_Work to complete_
Copies of all lines containing the string "RecoveryGenerated" are needed from the data below.

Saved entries
- Opening Delimiter -

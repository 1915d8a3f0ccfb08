//! End-to-end workflow tests over the public API
//!
//! External tools are replaced by the manifest fakes in `common`, so these
//! tests exercise the real filesystem layout, the two-phase archive commit,
//! recovery naming, verification and extraction without 7-Zip or par2.
//!
//! # Running the tests
//!
//! ```bash
//! cargo test --test workflows
//! ```

mod common;

use common::{
    ManifestParity, collect_events_until, drain_events, fake_orchestrator, fake_orchestrator_with,
    make_folder,
};
use parvault::{
    ArchiveStatus, Config, Error, Event, Orchestrator, RecoveryState, Tools,
    UnavailableArchiveEngine, UnavailableParityHandler, VerificationOutcome,
};
use std::fs;
use std::sync::Arc;
use std::time::Duration;
use tempfile::TempDir;

fn photo_library(root: &std::path::Path) {
    make_folder(
        root,
        "2019-rome",
        &[("IMG_0001.jpg", b"colosseum"), ("clips/walk.mov", b"via appia")],
    );
    make_folder(root, "2020-oslo", &[("IMG_0100.jpg", b"fjord")]);
}

// ============================================================================
// Protect
// ============================================================================

#[tokio::test]
async fn test_protect_tree_then_restore_tree_round_trip() {
    let dir = TempDir::new().unwrap();
    photo_library(dir.path());
    let (orchestrator, _, _) = fake_orchestrator();

    let protected = orchestrator.protect_tree(dir.path()).await.unwrap();
    assert!(protected.is_success());
    assert_eq!(protected.completed.len(), 2);

    let rome = dir.path().join("2019-rome");
    let mut left: Vec<_> = fs::read_dir(&rome)
        .unwrap()
        .map(|e| e.unwrap().file_name().to_string_lossy().into_owned())
        .collect();
    left.sort();
    assert_eq!(left, vec!["2019-rome.7z.001", "2019-rome.7z.001.par2"]);

    let restored = orchestrator.restore_tree(dir.path()).await.unwrap();
    assert!(restored.is_success());
    assert_eq!(restored.completed.len(), 2);
    assert!(
        restored
            .completed
            .iter()
            .all(|r| r.outcome == VerificationOutcome::AllComplete)
    );
    assert_eq!(
        fs::read(rome.join("2019-rome/2019-rome/clips/walk.mov")).unwrap(),
        b"via appia"
    );
    assert_eq!(
        fs::read(dir.path().join("2020-oslo/2020-oslo/2020-oslo/IMG_0100.jpg")).unwrap(),
        b"fjord"
    );
}

#[tokio::test]
async fn test_protect_tree_twice_does_no_new_work() {
    let dir = TempDir::new().unwrap();
    photo_library(dir.path());
    let (orchestrator, engine, parity) = fake_orchestrator();

    orchestrator.protect_tree(dir.path()).await.unwrap();
    let second = orchestrator.protect_tree(dir.path()).await.unwrap();

    assert!(second.is_success());
    assert!(
        second
            .completed
            .iter()
            .all(|u| u.job.status() == ArchiveStatus::AlreadyExists)
    );
    assert!(
        second
            .completed
            .iter()
            .all(|u| matches!(u.recovery, RecoveryState::AlreadyPresent { .. }))
    );
    assert_eq!(engine.creates(), 2);
    assert_eq!(parity.creates(), 2);
}

#[tokio::test]
async fn test_protect_tree_aborts_without_archive_tool() {
    let dir = TempDir::new().unwrap();
    photo_library(dir.path());
    let orchestrator = Orchestrator::new(
        Config::default(),
        Tools {
            archive: Arc::new(UnavailableArchiveEngine),
            parity: Arc::new(ManifestParity::default()),
        },
    )
    .unwrap();

    let err = orchestrator.protect_tree(dir.path()).await.unwrap_err();

    assert!(matches!(err, Error::ToolNotFound { .. }));
    assert!(dir.path().join("2019-rome/IMG_0001.jpg").exists());
    assert!(dir.path().join("2020-oslo/IMG_0100.jpg").exists());
}

#[tokio::test]
async fn test_protect_events_reach_a_spawned_subscriber() {
    let dir = TempDir::new().unwrap();
    let folder = make_folder(dir.path(), "scans", &[("page1.png", b"p1")]);
    let (orchestrator, _, _) = fake_orchestrator();
    let mut rx = orchestrator.subscribe();

    let collector = tokio::spawn(async move {
        collect_events_until(&mut rx, Duration::from_secs(5), |e| {
            matches!(e, Event::RecoveryGenerated { .. })
        })
        .await
    });

    orchestrator.protect_folder(&folder).await.unwrap();
    let events = collector.await.unwrap();

    assert!(matches!(events.first(), Some(Event::Protecting { .. })));
    match events.last() {
        Some(Event::RecoveryGenerated {
            output,
            recovery_files,
        }) => {
            assert_eq!(output, &folder.join("scans.7z.001.par2"));
            assert_eq!(*recovery_files, 1);
        }
        other => panic!("unexpected last event: {other:?}"),
    }
}

// ============================================================================
// Restore
// ============================================================================

#[tokio::test]
async fn test_restore_repairs_bit_rot() {
    let dir = TempDir::new().unwrap();
    photo_library(dir.path());
    let (orchestrator, _, _) = fake_orchestrator();
    orchestrator.protect_tree(dir.path()).await.unwrap();

    let volume = dir.path().join("2020-oslo/2020-oslo.7z.001");
    let mut bytes = fs::read(&volume).unwrap();
    bytes[0] ^= 0xff;
    fs::write(&volume, bytes).unwrap();

    let report = orchestrator.restore_tree(dir.path()).await.unwrap();

    assert!(report.is_success());
    let oslo = report
        .completed
        .iter()
        .find(|r| r.archive == volume)
        .unwrap();
    assert_eq!(oslo.outcome, VerificationOutcome::RepairSucceeded);
    assert!(
        dir.path()
            .join("2020-oslo/2020-oslo/2020-oslo/IMG_0100.jpg")
            .exists()
    );
}

#[tokio::test]
async fn test_restore_tree_reports_unrepairable_archive_and_continues() {
    let dir = TempDir::new().unwrap();
    photo_library(dir.path());
    let (orchestrator, _, _) = fake_orchestrator_with(
        Config::default(),
        ManifestParity {
            repair_fails: true,
            ..ManifestParity::default()
        },
    );
    orchestrator.protect_tree(dir.path()).await.unwrap();
    fs::write(dir.path().join("2019-rome/2019-rome.7z.001"), b"rot").unwrap();
    let mut rx = orchestrator.subscribe();

    let report = orchestrator.restore_tree(dir.path()).await.unwrap();

    assert!(!report.is_success());
    assert_eq!(report.completed.len(), 1);
    assert_eq!(report.failures.len(), 1);
    assert_eq!(report.failures[0].code, "repair_failed");
    assert!(!dir.path().join("2019-rome/2019-rome").exists());

    let events = drain_events(&mut rx);
    assert!(events.iter().any(|e| matches!(
        e,
        Event::RepairComplete { success: false, .. }
    )));
    assert!(events.iter().any(|e| matches!(e, Event::Failed { .. })));
}

#[tokio::test]
async fn test_restore_tree_aborts_without_parity_tool() {
    let dir = TempDir::new().unwrap();
    photo_library(dir.path());
    let (orchestrator, _, _) = fake_orchestrator();
    orchestrator.protect_tree(dir.path()).await.unwrap();

    let without_parity = Orchestrator::new(
        Config::default(),
        Tools {
            archive: Arc::new(common::ManifestEngine::default()),
            parity: Arc::new(UnavailableParityHandler::new(Default::default())),
        },
    )
    .unwrap();

    let err = without_parity.restore_tree(dir.path()).await.unwrap_err();
    assert!(err.is_fatal());
    assert_eq!(err.error_code(), "tool_not_found");
}

// ============================================================================
// Duplicates
// ============================================================================

#[tokio::test]
async fn test_deduplicate_keeps_shortest_path_and_quarantines_the_rest() {
    let dir = TempDir::new().unwrap();
    make_folder(
        dir.path(),
        "camera",
        &[
            ("a.jpg", b"sunset"),
            ("backup/a-copy.jpg", b"sunset"),
            ("b.jpg", b"sunrise"),
            ("notes.txt", b"sunset"),
        ],
    );
    let (orchestrator, _, _) = fake_orchestrator();
    let root = dir.path().join("camera");

    let report = orchestrator.deduplicate(&root, None, true).unwrap();

    assert_eq!(report.groups.len(), 1);
    assert_eq!(report.groups[0].keeper(), root.join("a.jpg"));
    let quarantine = report.quarantine.unwrap();
    assert!(quarantine.failed.is_empty());
    assert_eq!(quarantine.moved.len(), 1);
    assert_eq!(
        quarantine.moved[0].to,
        root.join("backup/duplicates/a-copy.jpg")
    );
    assert!(root.join("a.jpg").exists());
    assert!(root.join("notes.txt").exists());
    assert!(!root.join("backup/a-copy.jpg").exists());

    // a second scan ignores the quarantine folder
    let again = orchestrator.deduplicate(&root, None, false).unwrap();
    assert!(again.groups.is_empty());
}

- Closing Delimiter -

_Problem solution_
            matches!(e, Event::RecoveryGenerated { .. })
        Some(Event::RecoveryGenerated {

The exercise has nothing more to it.